Regardless of how strict he’s adhered to veganism, it’s had a positive effect for him.
“I’m leaner, more flexible, faster — not much faster, but faster. And as far as the defense goes, I don’t really know to rate myself, I just know I’m gonna play hard and run through a wall to catch a baseball.”
It’s unknown where Morrison will spend most of his time in the field, especially since he was traded for on the same day Seattle signed fellow first baseman/outfielder Corey Hart to a one-year deal. Morrison said he isn’t too concerned with where he plays defensively, though.
“I don’t really care. Just as long as I’m in the lineup it doesn’t matter to me,” he said. “I’m comfortable playing first base, and give me three games in the outfield in Arizona, I’ll be comfortable playing out there. The Rawlings rep’s gonna hate me though, because I’m gonna be ordering like seven gloves this year.”

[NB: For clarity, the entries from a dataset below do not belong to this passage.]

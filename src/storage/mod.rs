pub mod schema;
pub mod snapshots;
pub mod store;

pub use snapshots::{SnapshotStore, PREFIX_ERRORS, PREFIX_SCHEMA};
pub use store::{Store, UpsertOutcome};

While it’s up in the air where he’ll spend most of his time in the field, one thing that is more concrete is Morrison’s likelihood to raise eyebrows with his Twitter account, which he has changed the handle of from “@LoMoMarlins” to “@CupOfLoMo” to represent his new city’s reputation for coffee.
Morrison is aware of how his tweets have turned him into a lightning rod, but he’s unapologetic about it.
“The cool thing about Twitter is if you don’t want to follow me, you don’t have to. You can actually press unfollow,” Morrison said. “If you don’t like it, don’t follow me. If you do like it, then follow me. Is there controversial stuff that I may tweet about? Yeah, but that’s who I am, so I’m not gonna censor who I am.
“They might be controversial to some people, but to me they’re just who I am and my opinions. I’m trying to have fun and have fun with people and joke and mess around and get some laughs, and that’s about it.”
Seattle is Morrison’s first stop in the Majors outside of Miami, and even though the Mariners don’t have the greatest recent history, the future looks brighter in Seattle than what Morrison is coming from. The recent signing of superstar second baseman Robinson Cano has a lot to do with that.
“That didn’t hurt, that’s for sure,” Morrison said of the Cano signing. “Having the best player in the game to your right if you’re playing first base is gonna be a comforting and a pretty cool feeling. Having him in the 3-hole everyday … can do nothing but help your team.
“Knowing that they did sign Robinson Cano, that tells me that they wanna win and they wanna win now, and that’s all I need to know as a player.”